Because most methods for assessing airway dynamics expose children to sedation, ionizing radiation, or both, these evaluations are only performed in select patients. Thus, the true prevalence of TBM in BPD is unknown but is between 10–48% among patients who undergo bronchoscopy. This population is heavily biased and likely overestimates prevalence of TBM in BPD in general.(1620) However, many infants with BPD and milder respiratory symptoms may not undergo bronchoscopy but still have >50% dynamic collapse based on imaging, which underestimates prevalence of TBM.(25) Further, infants with severe BPD are more likely to develop TBM and have greater variability and severity of dynamic collapse than children with mild or moderate premature lung disease.(25)

Dynamic collapse of the central airways is correlated with increased respiratory morbidity in patients with BPD, both during the neonatal period and toddler years. Clinically, patients with TBM can present with mild symptoms such as cough, wheezing, noisy breathing or more severe symptoms such as cyanotic spells and inability to wean respiratory support.(26, 27) Neonates with BPD and TBM are treated for longer periods of time with invasive mechanical ventilation and undergo more surgical interventions such as tracheotomy and gastrotomy during the initial hospitalization.(17, 21) The net impact for patients with BPD and TBM is to be hospitalized for three weeks longer than patients with BPD alone, which is similar to the impact of necrotizing enterocolitis. At the time of hospital discharge, patients with TBM are more likely to be technology dependent and treated with multiple pharmacologic therapies.(17) Following discharge, infants with TBM have a more than 60% increased frequency of rehospitalization during the first year of life.(28) Despite the marked impact of central airway collapse during the neonatal and toddler periods, no studies have assessed the implications of dynamic central airway obstruction in BPD or the natural progression of airway dynamics throughout childhood.

Typically, TBM is self-limited and thought to resolve by the second year of life without intervention.(29, 30) Treatment depends on the severity and location of airway collapse and, more importantly, the severity of clinical symptoms.

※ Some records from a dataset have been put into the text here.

#[cfg(test)]
mod tests {
    use super::*;
    use shared::{decode_line, MessageKind};
    use tokio::io::{AsyncBufReadExt, AsyncWriteExt, BufReader};
    use tokio::net::TcpListener;

    /// Accepts `count` loopback connections and returns the messenger plus the client ends.
    async fn connected(count: u32) -> (TcpMessenger, Vec<TcpStream>) {
        let listener = TcpListener::bind("127.0.0.1:0").await.unwrap();
        let addr = listener.local_addr().unwrap();
        let mut messenger = TcpMessenger::new();
        let mut clients = Vec::new();

        for id in 1..=count {
            let client = TcpStream::connect(addr).await.unwrap();
            let (stream, _) = listener.accept().await.unwrap();
            messenger.attach(id, stream);
            clients.push(client);
        }
        (messenger, clients)
    }

    #[tokio::test]
    async fn test_send_writes_json_line() {
        let (mut messenger, mut clients) = connected(1).await;
        messenger
            .send(1, Message::new(MessageKind::Turn, "Your turn!\n"))
            .await;

        let mut reader = BufReader::new(&mut clients[0]);
        let mut line = String::new();
        reader.read_line(&mut line).await.unwrap();

        let message = decode_line(&line).unwrap();
        assert_eq!(message.kind, MessageKind::Turn);
        assert_eq!(message.text, "Your turn!\n");
    }

    #[tokio::test]
    async fn test_read_line_times_out() {
        let (mut messenger, _clients) = connected(1).await;
        let result = messenger
            .read_line(1, Some(Duration::from_millis(20)))
            .await;
        assert_eq!(result, Err(ReadError::Timeout));
    }

    #[tokio::test]
    async fn test_read_line_returns_raw_text() {
        let (mut messenger, mut clients) = connected(1).await;
        clients[0].write_all(b" 1234\r\n").await.unwrap();

        let line = messenger
            .read_line(1, Some(Duration::from_secs(2)))
            .await
            .unwrap();
        assert_eq!(line.trim(), "1234");
    }

    #[tokio::test]
    async fn test_exit_is_a_disconnect() {
        let (mut messenger, mut clients) = connected(1).await;
        clients[0].write_all(b"exit\n").await.unwrap();

        let result = messenger.read_line(1, Some(Duration::from_secs(2))).await;
        assert!(matches!(result, Err(ReadError::Disconnected(_))));
    }

    #[tokio::test]
    async fn test_closed_connection_is_a_disconnect() {
        let (mut messenger, clients) = connected(1).await;
        drop(clients);

        let result = messenger.read_line(1, Some(Duration::from_secs(2))).await;
        assert_eq!(
            result,
            Err(ReadError::Disconnected("connection closed".to_string()))
        );
    }

    #[tokio::test]
    async fn test_read_any_picks_first_responder() {
        let (mut messenger, mut clients) = connected(3).await;
        clients[2].write_all(b"5678\n").await.unwrap();

        let (player, line) = messenger.read_any().await;
        assert_eq!(player, 3);
        assert_eq!(line.unwrap(), "5678");
    }

    #[tokio::test]
    async fn test_drain_discards_late_input() {
        let (mut messenger, mut clients) = connected(1).await;
        clients[0].write_all(b"1111\n2222\n").await.unwrap();
        tokio::time::sleep(Duration::from_millis(50)).await;

        let drained = messenger.drain(1, Duration::from_millis(50)).await;
        assert_eq!(drained, 2);

        let after = messenger
            .read_line(1, Some(Duration::from_millis(20)))
            .await;
        assert_eq!(after, Err(ReadError::Timeout));
    }

    #[tokio::test]
    async fn test_drain_keeps_disconnect() {
        let (mut messenger, clients) = connected(1).await;
        drop(clients);
        tokio::time::sleep(Duration::from_millis(50)).await;

        messenger.drain(1, Duration::from_millis(50)).await;
        let result = messenger.read_line(1, None).await;
        assert!(matches!(result, Err(ReadError::Disconnected(_))));
    }

    #[tokio::test]
    async fn test_line_at_limit_is_accepted() {
        let (mut messenger, mut clients) = connected(1).await;
        let mut payload = vec![b'7'; MAX_LINE_BYTES];
        payload.extend_from_slice(b"\r\n");
        clients[0].write_all(&payload).await.unwrap();

        let line = messenger
            .read_line(1, Some(Duration::from_secs(2)))
            .await
            .unwrap();
        assert_eq!(line.len(), MAX_LINE_BYTES);
    }

    #[tokio::test]
    async fn test_overlong_line_is_a_disconnect() {
        let (mut messenger, mut clients) = connected(1).await;
        let mut client = clients.remove(0);

        // The server stops reading once the cap is hit, so the write may never finish
        let writer = tokio::spawn(async move {
            let mut payload = vec![b'1'; 256 * 1024];
            payload.push(b'\n');
            let _ = client.write_all(&payload).await;
            client
        });

        let result = messenger.read_line(1, Some(Duration::from_secs(2))).await;
        assert_eq!(
            result,
            Err(ReadError::Disconnected(format!(
                "line longer than {} bytes",
                MAX_LINE_BYTES
            )))
        );

        // The disconnect sticks for later reads too
        let again = messenger.read_line(1, None).await;
        assert!(matches!(again, Err(ReadError::Disconnected(_))));
        writer.abort();
    }

    #[tokio::test]
    async fn test_bounded_line_reader() {
        let source: &'static [u8] = b"1234\r\n\xff12\nlast";
        let mut reader = BufReader::new(source);

        assert_eq!(
            read_bounded_line(&mut reader).await,
            Inbound::Line("1234".to_string())
        );
        assert_eq!(
            read_bounded_line(&mut reader).await,
            Inbound::Line("\u{fffd}12".to_string())
        );
        assert_eq!(
            read_bounded_line(&mut reader).await,
            Inbound::Line("last".to_string())
        );
        assert_eq!(
            read_bounded_line(&mut reader).await,
            Inbound::Closed("connection closed".to_string())
        );
    }

    #[tokio::test]
    async fn test_bounded_line_reader_rejects_unterminated_flood() {
        let flood = vec![b'9'; MAX_LINE_BYTES * 4];
        let source = tokio_test::io::Builder::new()
            .read(&flood[..MAX_LINE_BYTES])
            .read(&flood[MAX_LINE_BYTES..])
            .build();
        let mut reader = BufReader::new(source);

        assert!(matches!(
            read_bounded_line(&mut reader).await,
            Inbound::Closed(reason) if reason.contains("longer than")
        ));
    }
}
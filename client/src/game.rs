//! Client-side view of whose turn it is

use shared::{is_exit_command, Message, MessageKind};

/// What to do with a line the local player typed
#[derive(Debug, Clone, PartialEq, Eq)]
pub enum LocalAction {
    /// Forward the guess to the server.
    Send(String),
    /// Close the connection and stop.
    Exit,
    /// Not our turn; drop it.
    Ignore,
}

/// Tracks whether local input is currently allowed
///
/// The server decides turns; the client only mirrors the last TURN/RECOVERY
/// grant so keystrokes typed out of turn never reach the wire.
#[derive(Debug, Default)]
pub struct TurnTracker {
    my_turn: bool,
    last_shown: Option<Message>,
}

impl TurnTracker {
    pub fn new() -> Self {
        Self::default()
    }

    pub fn is_my_turn(&self) -> bool {
        self.my_turn
    }

    /// Applies a server message. Returns the text to show, or `None` when it
    /// repeats the previous message exactly.
    pub fn on_server_message(&mut self, message: &Message) -> Option<String> {
        self.my_turn = message.kind.grants_input();

        if self.last_shown.as_ref() == Some(message) {
            return None;
        }
        self.last_shown = Some(message.clone());

        let mut text = message.text.clone();
        match message.kind {
            MessageKind::Turn => text.push_str("Your guess: "),
            MessageKind::Recovery => text.push_str("Recovery guess allowed: "),
            _ => {}
        }
        Some(text)
    }

    /// Decides what to do with one line of local input.
    pub fn on_local_input(&mut self, line: &str) -> LocalAction {
        if !self.my_turn {
            return LocalAction::Ignore;
        }
        self.my_turn = false;

        if is_exit_command(line) {
            LocalAction::Exit
        } else {
            LocalAction::Send(shared::clean_input(line).to_string())
        }
    }
}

While no studies have rigorously evaluated therapeutics for TBM in patients with BPD, treatment strategies for TBM in general include pharmacotherapy, positive pressure ventilation, and surgical intervention.

Pharmacotherapy is primarily aimed at increasing trachealis tone and decreasing tracheal compliance. Treatment with cholinergic agents such as bethanechol reduce tracheal compliance in neonatal animal models (31) and improve respiratory mechanics and symptoms in infants and children with TBM.(32, 33) Inhaled ipratroprium bromide in low doses blocks type 2 muscarinic receptors, which potentiates acetylcholine activity in the neuromuscular junction and stimulates contraction of tracheal smooth muscle; however, antagonistic effects of type 3 muscarinic receptors dominate at high doses and result in relaxation of airway smooth muscle, which could exacerbate tracheal collapse.(34) Similarly, treatment with albuterol relaxes airway smooth muscle and can impair respiratory mechanics in infants with TBM in the absence of known lung disease, (32) but, in patients with severe BPD, nearly two-thirds of patients have a positive bronchodilator response based on pulmonary function testing during the neonatal period. (35) Consequently, albuterol can be considered with caution for treatment in patients with BPD, even those with known TBM.

Non-invasive continuous positive airway pressure (CPAP) is frequently used for respiratory support in neonates with BPD, and may have added benefits in the management TBM. CPAP serves as a pneumatic stent which decreases airway resistance, reduces respiratory work, and raises lung volumes in infant with TBM. (15, 36, 37) Positive end expiratory pressure (PEEP) can also be provided invasively via an endotracheal tube or tracheostomy tube, and the artificial airway can bypass the collapsible segment of trachea. PEEP can be titrated under direct visualization with bronchoscopy or using dynamic airway computed tomography to ensure that airway lumen patency is maintained during quiet breathing, and high PEEP strategies (>10 cm H20) are often needed to prevent airway collapse and air-trapping associated with TBM. (16, 38)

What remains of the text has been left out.